===== MATERIAL PROVIDED
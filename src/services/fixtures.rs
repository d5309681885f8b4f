// src/services/fixtures.rs

use chrono::{NaiveDate, TimeZone, Utc};
use rust_decimal_macros::dec;
use uuid::Uuid;

use crate::models::{
    Bulletin, CompanySnapshot, EmployeeSnapshot, EmployeeStatus, Money, PaymentInfo,
    PaymentMethod, PayrollElement, PayrollPeriod, RuleBook,
};
use crate::services::{
    aggregator::aggregate,
    bulletin::{BuildOptions, BulletinBuilder, BulletinInput},
    calculator::{ContributionCalculator, ContributionProfile},
};

pub fn period() -> PayrollPeriod {
    PayrollPeriod::new(2025, 1).unwrap()
}

pub fn employee(n: u128) -> EmployeeSnapshot {
    EmployeeSnapshot {
        id: Uuid::from_u128(n),
        first_name: "Youssef".into(),
        last_name: format!("El Amrani {n}"),
        email: format!("employee{n}@example.ma"),
        national_id: format!("AB{n:06}"),
        cnss_number: Some(format!("{n:09}")),
        amo_number: None,
        position: "Développeur".into(),
        department: "IT".into(),
        hire_date: NaiveDate::from_ymd_opt(2024, 9, 1).unwrap(),
        base_salary: Some(Money::new(dec!(6000)).unwrap()),
        status: EmployeeStatus::Active,
        dependents: 0,
        cimr_rate: None,
    }
}

pub fn company() -> CompanySnapshot {
    CompanySnapshot {
        name: "Atlas Conseil SARL".into(),
        address: "12 Rue Ibn Batouta".into(),
        city: "Casablanca".into(),
        ice: "001234567000089".into(),
        cnss_affiliation: Some("7654321".into()),
        cnss_number_required: true,
        amo_number_required: false,
        hr_email: Some("rh@atlas-conseil.ma".into()),
    }
}

pub fn payment() -> PaymentInfo {
    PaymentInfo {
        method: PaymentMethod::BankTransfer,
        bank_name: Some("Attijariwafa bank".into()),
        rib: Some("007 780 0001234567890123 45".into()),
    }
}

pub fn bulletin_for(employee: EmployeeSnapshot, adjustments: &[PayrollElement]) -> Bulletin {
    let book = RuleBook::bundled().unwrap();
    let rules = book.for_period(period()).unwrap();
    let company = company();
    let aggregation = aggregate(&employee, &company, period(), adjustments, &[], rules).unwrap();
    let contributions = ContributionCalculator::compute(
        aggregation.gross_total,
        aggregation.taxable_base,
        &ContributionProfile::from(&employee),
        rules,
    )
    .unwrap();
    BulletinBuilder::build(
        BulletinInput {
            employee,
            company,
            period: period(),
            payment: payment(),
            aggregation,
            contributions,
        },
        rules,
        None,
        BuildOptions {
            supersede: false,
            generated_at: Utc.with_ymd_and_hms(2025, 1, 31, 18, 0, 0).unwrap(),
            year_to_date_before: None,
        },
    )
    .unwrap()
}

pub fn bulletin(adjustments: &[PayrollElement]) -> Bulletin {
    bulletin_for(employee(1), adjustments)
}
==========
• WORK TASK: Report back every line of the entries in which "rules" occurs.

• COMPLETED EXERCISE:
    let rules = book.for_period(period()).unwrap();
    let aggregation = aggregate(&employee, &company, period(), adjustments, &[], rules).unwrap();
        rules,
        rules,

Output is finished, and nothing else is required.